**YOUR TASK:** Quote the records below word for word, please, from the very first line through the one that contains "pub struct StakeAccountRecord", and nothing beyond it.

* * * * *

// User stake account record
//
// Layout: [discriminator: 8][amount: u64 @8][rewards: u64 @16][start_time: u32 @24]

use borsh::{BorshDeserialize, BorshSerialize};

use crate::amount::MinorUnitAmount;
use crate::constants::{DISCRIMINATOR_LEN, USER_STAKE_ACCOUNT_NAME};
use crate::errors::Result;
use crate::state::AccountRecord;

#[derive(Debug, Clone, Copy, PartialEq, Eq)]
pub struct StakeAccountRecord {
    pub amount: MinorUnitAmount,   // Staked principal
    pub rewards: MinorUnitAmount,  // Accumulated, unclaimed rewards
    pub start_time: u32,           // Unix seconds
}

#[derive(BorshSerialize, BorshDeserialize)]
struct StakeAccountLayout {
    amount: u64,
    rewards: u64,
    start_time: u32,
}

impl AccountRecord for StakeAccountRecord {
    const ACCOUNT_NAME: &'static str = USER_STAKE_ACCOUNT_NAME;
    const LEN: usize = DISCRIMINATOR_LEN + 8 + 8 + 4;

    fn decode_fields(data: &[u8]) -> Result<Self> {
        let mut fields = &data[DISCRIMINATOR_LEN..];
        let layout = StakeAccountLayout::deserialize(&mut fields)?;

        Ok(Self {
            amount: MinorUnitAmount::new(layout.amount),
            rewards: MinorUnitAmount::new(layout.rewards),
            start_time: layout.start_time,
        })
    }
}

impl StakeAccountRecord {
    /// Serialize into account bytes, discriminator first.
    pub fn to_account_data(&self) -> Result<Vec<u8>> {
        let layout = StakeAccountLayout {
            amount: self.amount.get(),
            rewards: self.rewards.get(),
            start_time: self.start_time,
        };

        let mut data = Vec::with_capacity(Self::LEN);
        data.extend_from_slice(&Self::discriminator());
        layout.serialize(&mut data)?;
        Ok(data)
    }
}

* * * * *

**RESPONSE BELOW:**
// User stake account record
//
// Layout: [discriminator: 8][amount: u64 @8][rewards: u64 @16][start_time: u32 @24]

use borsh::{BorshDeserialize, BorshSerialize};

use crate::amount::MinorUnitAmount;
use crate::constants::{DISCRIMINATOR_LEN, USER_STAKE_ACCOUNT_NAME};
use crate::errors::Result;
use crate::state::AccountRecord;

#[derive(Debug, Clone, Copy, PartialEq, Eq)]
pub struct StakeAccountRecord {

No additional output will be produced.